*Task requirements*:
Pull out of the data below the stretch of lines bounded by the one containing "repository 4b9952e9289a0831" and the one containing "const WRAP_WIDTH: usize = 72;", both bounds included, unchanged.

*Supplied information*:
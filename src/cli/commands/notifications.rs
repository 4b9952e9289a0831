use crate::cli::parser::Commands;
use crate::config::Config;
use crate::errors::AppResult;
use crate::models::NotificationRecord;
use crate::ui::messages::{info, success};
use chrono::Local;

use super::{audit, open_notifications};

const WRAP_WIDTH: usize = 72;

pub fn handle(cmd: &Commands, cfg: &Config) -> AppResult<()> {
    if let Commands::Notifications { read } = cmd {
        let mut notifications = open_notifications(cfg)?;
        let all = notifications.list()?;

        if all.is_empty() {
            info("No notifications.");
            return Ok(());
        }

        for n in &all {
            print_notification(n);
        }

        let unread = all.iter().filter(|n| !n.read).count();
        println!("\n{} notifications, {} unread", all.len(), unread);

        if *read {
            let flipped = notifications.mark_all_read()?;
            audit(
                notifications.repository().store(),
                "read",
                "student_notifications",
                &format!("{flipped} notifications marked as read"),
            );
            success(format!("{flipped} notifications marked as read."));
        }
    }

    Ok(())
}

fn print_notification(n: &NotificationRecord) {
    let marker = if n.read { " " } else { "●" };
    let when = n
        .timestamp
        .with_timezone(&Local)
        .format("%Y-%m-%d %H:%M");

    let mut lines = textwrap::wrap(&n.message, WRAP_WIDTH).into_iter();
    if let Some(first) = lines.next() {
        println!("{marker} {when} [{}] {first}", n.kind.as_str());
    }
    for rest in lines {
        println!("{:>width$}{rest}", "", width = 33);
    }
}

*Written response*:
repository 4b9952e9289a0831
use crate::cli::parser::Commands;
use crate::config::Config;
use crate::errors::AppResult;
use crate::models::NotificationRecord;
use crate::ui::messages::{info, success};
use chrono::Local;

use super::{audit, open_notifications};

const WRAP_WIDTH: usize = 72;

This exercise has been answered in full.